DESCRIPTION OF THE TASK: Where in the listing does the word "ApiResponse" appear? Report each line that holds it.

THE INPUT:

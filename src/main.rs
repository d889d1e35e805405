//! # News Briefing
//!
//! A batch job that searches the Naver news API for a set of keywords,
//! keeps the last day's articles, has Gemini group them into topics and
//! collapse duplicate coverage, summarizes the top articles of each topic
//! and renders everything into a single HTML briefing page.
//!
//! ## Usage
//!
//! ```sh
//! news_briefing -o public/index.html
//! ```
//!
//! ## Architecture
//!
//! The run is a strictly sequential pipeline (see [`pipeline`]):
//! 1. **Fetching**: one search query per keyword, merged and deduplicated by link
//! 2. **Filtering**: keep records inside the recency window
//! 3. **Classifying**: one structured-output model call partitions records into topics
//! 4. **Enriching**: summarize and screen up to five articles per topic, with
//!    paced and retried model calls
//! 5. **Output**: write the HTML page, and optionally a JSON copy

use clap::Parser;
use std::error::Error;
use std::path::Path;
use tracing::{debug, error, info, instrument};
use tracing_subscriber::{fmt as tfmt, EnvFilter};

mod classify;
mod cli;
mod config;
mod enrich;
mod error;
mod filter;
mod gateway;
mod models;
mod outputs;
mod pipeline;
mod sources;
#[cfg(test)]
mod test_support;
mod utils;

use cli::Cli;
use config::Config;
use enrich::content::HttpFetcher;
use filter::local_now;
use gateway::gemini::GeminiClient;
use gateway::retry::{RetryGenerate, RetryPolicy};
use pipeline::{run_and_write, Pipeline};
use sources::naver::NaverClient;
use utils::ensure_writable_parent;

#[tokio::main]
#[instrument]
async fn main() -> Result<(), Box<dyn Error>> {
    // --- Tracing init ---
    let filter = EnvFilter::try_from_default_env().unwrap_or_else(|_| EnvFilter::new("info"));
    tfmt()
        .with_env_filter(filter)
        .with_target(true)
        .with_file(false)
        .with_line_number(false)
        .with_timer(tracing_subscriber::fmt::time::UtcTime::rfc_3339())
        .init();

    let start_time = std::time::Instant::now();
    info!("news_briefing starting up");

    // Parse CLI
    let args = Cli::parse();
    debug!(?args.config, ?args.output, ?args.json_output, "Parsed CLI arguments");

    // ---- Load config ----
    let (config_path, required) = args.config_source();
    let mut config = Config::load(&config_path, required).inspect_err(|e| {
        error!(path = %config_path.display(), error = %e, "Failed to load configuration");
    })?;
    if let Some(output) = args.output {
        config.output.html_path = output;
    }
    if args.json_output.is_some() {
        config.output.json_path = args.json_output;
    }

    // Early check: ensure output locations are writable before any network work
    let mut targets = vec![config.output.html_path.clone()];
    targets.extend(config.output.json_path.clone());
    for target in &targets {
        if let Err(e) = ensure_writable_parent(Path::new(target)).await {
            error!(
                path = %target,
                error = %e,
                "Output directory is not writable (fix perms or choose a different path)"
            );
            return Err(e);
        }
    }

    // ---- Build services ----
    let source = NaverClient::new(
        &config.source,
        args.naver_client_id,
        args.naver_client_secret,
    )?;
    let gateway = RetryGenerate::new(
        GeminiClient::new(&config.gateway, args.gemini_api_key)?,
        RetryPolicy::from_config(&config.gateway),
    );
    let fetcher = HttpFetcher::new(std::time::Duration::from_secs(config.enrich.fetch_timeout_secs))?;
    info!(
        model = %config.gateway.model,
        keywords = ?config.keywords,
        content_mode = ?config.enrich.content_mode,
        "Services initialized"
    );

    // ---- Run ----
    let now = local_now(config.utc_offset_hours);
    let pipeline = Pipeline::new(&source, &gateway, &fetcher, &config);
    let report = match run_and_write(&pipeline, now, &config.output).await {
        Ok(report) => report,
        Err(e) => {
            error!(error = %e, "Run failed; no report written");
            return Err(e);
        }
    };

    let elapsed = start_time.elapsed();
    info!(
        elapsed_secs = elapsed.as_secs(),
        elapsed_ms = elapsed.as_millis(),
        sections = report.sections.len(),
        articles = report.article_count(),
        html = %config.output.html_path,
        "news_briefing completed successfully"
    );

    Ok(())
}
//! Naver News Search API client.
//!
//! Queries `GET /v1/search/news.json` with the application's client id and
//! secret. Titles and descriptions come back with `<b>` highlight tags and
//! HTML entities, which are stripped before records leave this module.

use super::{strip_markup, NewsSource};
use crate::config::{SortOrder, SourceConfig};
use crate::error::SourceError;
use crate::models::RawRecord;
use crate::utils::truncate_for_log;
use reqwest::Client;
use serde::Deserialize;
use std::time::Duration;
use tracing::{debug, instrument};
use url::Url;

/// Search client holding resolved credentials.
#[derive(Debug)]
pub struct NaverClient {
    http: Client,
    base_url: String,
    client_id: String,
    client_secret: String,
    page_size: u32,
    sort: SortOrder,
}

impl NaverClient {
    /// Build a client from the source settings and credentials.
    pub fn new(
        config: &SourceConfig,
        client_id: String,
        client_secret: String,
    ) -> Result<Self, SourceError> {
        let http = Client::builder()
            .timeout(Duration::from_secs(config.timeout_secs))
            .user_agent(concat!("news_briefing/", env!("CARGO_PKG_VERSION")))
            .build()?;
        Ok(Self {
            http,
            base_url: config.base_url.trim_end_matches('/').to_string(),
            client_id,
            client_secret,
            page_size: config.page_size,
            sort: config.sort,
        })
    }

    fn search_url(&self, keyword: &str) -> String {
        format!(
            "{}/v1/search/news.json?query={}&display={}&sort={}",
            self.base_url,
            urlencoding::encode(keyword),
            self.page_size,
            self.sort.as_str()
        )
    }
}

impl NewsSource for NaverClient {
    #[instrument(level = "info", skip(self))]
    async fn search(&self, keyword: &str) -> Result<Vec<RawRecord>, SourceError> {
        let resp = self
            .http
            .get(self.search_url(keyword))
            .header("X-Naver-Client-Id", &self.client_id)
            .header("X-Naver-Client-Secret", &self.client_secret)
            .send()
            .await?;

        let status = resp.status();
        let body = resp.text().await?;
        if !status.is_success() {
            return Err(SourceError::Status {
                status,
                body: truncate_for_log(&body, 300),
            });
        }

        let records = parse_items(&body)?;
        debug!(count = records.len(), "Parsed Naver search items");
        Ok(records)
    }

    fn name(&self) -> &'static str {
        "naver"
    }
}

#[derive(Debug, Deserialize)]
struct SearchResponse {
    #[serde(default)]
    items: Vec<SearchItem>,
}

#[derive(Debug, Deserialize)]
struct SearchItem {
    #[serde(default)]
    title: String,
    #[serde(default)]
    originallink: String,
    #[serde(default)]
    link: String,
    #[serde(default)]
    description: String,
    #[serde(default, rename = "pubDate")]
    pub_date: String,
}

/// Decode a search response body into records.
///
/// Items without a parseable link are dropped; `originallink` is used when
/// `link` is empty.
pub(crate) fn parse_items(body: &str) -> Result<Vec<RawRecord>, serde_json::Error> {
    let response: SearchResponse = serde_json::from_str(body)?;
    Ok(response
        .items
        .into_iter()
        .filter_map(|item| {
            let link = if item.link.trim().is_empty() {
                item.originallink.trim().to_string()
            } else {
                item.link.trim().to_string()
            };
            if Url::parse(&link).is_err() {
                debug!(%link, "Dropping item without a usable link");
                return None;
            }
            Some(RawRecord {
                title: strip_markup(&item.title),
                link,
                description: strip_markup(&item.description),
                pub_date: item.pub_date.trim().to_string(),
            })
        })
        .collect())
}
--
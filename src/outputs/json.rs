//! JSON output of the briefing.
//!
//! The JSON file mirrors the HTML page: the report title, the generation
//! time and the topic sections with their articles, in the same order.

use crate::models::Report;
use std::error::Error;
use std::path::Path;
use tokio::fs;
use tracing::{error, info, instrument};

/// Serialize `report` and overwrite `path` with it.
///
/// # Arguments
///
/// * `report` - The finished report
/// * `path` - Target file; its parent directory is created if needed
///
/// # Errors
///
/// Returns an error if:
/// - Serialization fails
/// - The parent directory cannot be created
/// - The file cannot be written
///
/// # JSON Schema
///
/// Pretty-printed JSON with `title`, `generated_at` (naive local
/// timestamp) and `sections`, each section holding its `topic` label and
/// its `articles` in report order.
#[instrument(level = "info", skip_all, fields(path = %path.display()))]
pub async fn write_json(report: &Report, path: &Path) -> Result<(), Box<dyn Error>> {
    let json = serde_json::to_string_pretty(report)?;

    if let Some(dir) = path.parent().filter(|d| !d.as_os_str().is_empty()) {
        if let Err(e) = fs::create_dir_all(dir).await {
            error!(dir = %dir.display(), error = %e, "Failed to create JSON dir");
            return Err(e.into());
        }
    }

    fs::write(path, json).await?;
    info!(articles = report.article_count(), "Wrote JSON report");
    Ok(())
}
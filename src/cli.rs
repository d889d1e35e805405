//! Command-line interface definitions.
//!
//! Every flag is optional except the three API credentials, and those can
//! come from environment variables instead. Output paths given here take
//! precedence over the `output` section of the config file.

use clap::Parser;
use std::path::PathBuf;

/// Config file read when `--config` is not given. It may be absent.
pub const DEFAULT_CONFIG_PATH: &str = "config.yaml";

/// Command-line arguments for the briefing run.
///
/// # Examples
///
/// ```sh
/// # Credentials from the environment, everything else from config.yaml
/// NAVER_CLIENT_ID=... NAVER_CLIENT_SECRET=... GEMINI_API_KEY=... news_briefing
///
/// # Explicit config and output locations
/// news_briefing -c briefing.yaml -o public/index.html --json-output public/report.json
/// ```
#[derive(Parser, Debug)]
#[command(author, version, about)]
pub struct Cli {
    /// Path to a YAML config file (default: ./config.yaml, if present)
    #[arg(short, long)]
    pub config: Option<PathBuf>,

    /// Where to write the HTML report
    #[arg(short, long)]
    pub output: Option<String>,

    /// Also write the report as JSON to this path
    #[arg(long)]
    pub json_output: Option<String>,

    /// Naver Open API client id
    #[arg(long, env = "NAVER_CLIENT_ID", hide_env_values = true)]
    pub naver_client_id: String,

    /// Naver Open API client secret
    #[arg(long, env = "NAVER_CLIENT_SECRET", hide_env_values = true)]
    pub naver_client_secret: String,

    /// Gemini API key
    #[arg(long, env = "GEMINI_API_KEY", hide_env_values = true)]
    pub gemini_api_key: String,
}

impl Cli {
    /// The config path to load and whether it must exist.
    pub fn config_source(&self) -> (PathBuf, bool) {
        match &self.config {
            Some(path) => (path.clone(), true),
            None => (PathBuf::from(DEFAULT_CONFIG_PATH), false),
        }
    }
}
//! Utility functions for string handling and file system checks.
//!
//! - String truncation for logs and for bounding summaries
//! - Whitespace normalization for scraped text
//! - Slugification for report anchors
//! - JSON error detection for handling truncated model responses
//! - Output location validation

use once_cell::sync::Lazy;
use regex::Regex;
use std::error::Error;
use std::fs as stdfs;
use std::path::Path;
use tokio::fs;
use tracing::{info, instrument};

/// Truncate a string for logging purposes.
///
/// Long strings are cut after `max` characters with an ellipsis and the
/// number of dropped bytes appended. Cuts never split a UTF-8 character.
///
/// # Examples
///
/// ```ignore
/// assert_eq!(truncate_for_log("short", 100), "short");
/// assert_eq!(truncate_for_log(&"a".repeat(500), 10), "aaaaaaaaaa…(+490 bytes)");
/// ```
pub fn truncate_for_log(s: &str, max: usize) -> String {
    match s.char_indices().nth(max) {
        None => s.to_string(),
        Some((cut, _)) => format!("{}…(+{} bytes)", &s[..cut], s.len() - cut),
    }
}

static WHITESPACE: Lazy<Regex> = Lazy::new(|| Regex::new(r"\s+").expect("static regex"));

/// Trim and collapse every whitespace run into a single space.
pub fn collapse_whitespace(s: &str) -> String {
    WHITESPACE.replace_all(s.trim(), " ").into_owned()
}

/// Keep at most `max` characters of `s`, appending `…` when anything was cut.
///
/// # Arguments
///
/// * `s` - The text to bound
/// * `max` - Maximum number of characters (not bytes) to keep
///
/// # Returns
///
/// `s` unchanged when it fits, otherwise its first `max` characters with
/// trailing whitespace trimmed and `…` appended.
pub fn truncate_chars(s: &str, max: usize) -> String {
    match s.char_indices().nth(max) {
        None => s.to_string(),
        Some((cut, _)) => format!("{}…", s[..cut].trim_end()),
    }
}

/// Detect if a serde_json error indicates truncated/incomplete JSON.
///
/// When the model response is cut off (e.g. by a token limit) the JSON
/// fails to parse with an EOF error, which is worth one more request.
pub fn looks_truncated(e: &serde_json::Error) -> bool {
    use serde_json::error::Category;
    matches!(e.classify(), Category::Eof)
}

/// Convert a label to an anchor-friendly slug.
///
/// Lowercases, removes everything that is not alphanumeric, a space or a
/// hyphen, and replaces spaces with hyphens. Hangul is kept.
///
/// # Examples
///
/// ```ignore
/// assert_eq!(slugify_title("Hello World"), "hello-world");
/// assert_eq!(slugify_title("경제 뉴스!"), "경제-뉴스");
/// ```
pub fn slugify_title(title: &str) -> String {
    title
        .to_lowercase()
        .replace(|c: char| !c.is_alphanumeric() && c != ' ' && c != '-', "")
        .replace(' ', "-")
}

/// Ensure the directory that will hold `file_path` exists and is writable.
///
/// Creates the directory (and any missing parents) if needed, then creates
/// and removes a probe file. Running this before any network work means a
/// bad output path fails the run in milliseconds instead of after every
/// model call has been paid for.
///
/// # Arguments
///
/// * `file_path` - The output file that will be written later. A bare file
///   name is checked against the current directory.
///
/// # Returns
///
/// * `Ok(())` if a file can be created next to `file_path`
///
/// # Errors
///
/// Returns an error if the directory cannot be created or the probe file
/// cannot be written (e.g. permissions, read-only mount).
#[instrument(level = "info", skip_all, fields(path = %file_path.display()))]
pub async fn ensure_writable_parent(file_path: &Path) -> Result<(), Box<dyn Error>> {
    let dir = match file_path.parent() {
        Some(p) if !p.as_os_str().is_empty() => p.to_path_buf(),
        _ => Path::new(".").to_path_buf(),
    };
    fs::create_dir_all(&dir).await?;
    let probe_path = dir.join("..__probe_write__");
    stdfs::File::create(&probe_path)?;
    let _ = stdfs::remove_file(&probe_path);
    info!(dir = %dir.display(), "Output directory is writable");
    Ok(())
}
==
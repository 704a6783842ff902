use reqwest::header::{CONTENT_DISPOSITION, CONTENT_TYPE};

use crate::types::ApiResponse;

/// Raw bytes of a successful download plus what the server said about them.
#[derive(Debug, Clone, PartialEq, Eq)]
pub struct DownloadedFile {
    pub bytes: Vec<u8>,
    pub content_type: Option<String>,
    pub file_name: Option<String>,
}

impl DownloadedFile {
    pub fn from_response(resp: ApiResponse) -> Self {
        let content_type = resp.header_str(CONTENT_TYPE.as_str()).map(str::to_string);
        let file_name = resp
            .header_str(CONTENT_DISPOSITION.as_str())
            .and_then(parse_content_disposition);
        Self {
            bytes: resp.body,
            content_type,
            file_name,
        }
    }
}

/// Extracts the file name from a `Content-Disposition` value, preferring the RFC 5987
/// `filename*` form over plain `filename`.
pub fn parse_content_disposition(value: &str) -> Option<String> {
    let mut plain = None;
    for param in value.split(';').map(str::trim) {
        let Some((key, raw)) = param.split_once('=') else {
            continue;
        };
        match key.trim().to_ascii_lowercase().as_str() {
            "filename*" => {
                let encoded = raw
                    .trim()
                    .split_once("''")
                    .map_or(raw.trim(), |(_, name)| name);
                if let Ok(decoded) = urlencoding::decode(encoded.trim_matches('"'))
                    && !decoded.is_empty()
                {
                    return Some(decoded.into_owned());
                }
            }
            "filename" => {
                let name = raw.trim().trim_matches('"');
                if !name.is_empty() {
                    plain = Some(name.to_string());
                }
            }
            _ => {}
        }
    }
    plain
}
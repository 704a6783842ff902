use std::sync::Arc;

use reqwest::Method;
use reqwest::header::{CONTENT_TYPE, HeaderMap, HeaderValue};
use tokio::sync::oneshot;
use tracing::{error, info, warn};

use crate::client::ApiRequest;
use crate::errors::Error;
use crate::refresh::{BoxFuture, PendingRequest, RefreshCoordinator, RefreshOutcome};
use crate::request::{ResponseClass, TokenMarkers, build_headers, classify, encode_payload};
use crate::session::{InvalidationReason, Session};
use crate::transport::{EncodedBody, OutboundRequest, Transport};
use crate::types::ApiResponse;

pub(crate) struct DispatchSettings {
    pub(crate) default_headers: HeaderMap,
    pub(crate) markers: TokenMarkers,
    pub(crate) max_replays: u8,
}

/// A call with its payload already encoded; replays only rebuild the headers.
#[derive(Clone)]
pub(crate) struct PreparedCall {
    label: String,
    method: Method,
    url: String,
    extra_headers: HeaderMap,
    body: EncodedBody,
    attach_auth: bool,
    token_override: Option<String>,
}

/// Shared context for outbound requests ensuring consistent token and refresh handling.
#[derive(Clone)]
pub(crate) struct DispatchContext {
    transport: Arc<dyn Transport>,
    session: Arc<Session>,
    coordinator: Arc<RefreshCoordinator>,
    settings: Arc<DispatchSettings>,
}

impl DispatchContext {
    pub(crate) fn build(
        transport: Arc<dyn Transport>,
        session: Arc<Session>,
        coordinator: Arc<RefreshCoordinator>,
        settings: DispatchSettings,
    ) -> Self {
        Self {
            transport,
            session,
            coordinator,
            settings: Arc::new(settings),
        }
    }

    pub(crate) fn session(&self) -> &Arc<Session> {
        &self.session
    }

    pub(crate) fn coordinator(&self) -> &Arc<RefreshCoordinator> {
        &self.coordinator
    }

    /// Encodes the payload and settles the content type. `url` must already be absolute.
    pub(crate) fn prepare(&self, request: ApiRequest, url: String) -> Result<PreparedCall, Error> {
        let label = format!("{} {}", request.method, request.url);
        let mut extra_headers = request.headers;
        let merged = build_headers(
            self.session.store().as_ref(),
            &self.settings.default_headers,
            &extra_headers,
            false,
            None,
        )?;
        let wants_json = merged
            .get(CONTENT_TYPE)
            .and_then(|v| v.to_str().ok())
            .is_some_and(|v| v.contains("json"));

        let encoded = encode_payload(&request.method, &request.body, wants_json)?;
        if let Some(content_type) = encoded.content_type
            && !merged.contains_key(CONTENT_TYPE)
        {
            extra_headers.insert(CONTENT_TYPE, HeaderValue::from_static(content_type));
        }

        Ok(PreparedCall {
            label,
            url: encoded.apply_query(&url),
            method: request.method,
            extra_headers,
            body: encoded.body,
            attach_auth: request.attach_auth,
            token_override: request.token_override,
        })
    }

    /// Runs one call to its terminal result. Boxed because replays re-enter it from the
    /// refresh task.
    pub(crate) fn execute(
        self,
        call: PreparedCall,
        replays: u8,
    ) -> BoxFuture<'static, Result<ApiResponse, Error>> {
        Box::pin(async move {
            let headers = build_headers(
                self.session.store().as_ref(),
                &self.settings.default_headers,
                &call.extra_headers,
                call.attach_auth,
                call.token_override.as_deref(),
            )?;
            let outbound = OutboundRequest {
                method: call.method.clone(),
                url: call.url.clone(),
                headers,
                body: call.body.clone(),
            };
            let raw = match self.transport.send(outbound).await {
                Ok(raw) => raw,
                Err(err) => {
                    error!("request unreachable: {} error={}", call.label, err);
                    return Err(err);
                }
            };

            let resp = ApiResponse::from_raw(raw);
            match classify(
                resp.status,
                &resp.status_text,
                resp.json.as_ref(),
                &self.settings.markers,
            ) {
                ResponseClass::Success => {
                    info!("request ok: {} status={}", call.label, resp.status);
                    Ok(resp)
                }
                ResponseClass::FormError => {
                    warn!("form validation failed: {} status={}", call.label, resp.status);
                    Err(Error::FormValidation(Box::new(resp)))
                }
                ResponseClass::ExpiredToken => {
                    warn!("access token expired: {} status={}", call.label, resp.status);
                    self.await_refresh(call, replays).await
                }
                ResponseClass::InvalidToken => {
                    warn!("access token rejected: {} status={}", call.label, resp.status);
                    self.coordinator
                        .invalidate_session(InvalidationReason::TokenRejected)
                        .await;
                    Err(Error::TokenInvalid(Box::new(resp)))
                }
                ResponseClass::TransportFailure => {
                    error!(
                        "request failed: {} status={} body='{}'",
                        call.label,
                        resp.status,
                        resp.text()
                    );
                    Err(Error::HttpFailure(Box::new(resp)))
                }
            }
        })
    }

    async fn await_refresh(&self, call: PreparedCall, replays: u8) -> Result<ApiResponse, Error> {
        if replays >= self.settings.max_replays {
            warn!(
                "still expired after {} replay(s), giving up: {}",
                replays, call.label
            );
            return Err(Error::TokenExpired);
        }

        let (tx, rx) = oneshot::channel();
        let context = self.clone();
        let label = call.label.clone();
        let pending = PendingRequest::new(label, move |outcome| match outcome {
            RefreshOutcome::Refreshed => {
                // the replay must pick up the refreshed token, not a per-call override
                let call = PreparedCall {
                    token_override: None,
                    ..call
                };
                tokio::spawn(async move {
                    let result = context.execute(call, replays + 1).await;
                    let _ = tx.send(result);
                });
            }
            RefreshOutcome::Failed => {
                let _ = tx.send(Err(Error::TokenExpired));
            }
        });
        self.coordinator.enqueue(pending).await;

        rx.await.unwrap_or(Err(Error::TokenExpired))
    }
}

ANSWER TO THIS TASK:
use crate::types::ApiResponse;
    pub fn from_response(resp: ApiResponse) -> Self {
use crate::types::ApiResponse;
    ) -> BoxFuture<'static, Result<ApiResponse, Error>> {
            let resp = ApiResponse::from_raw(raw);
    async fn await_refresh(&self, call: PreparedCall, replays: u8) -> Result<ApiResponse, Error> {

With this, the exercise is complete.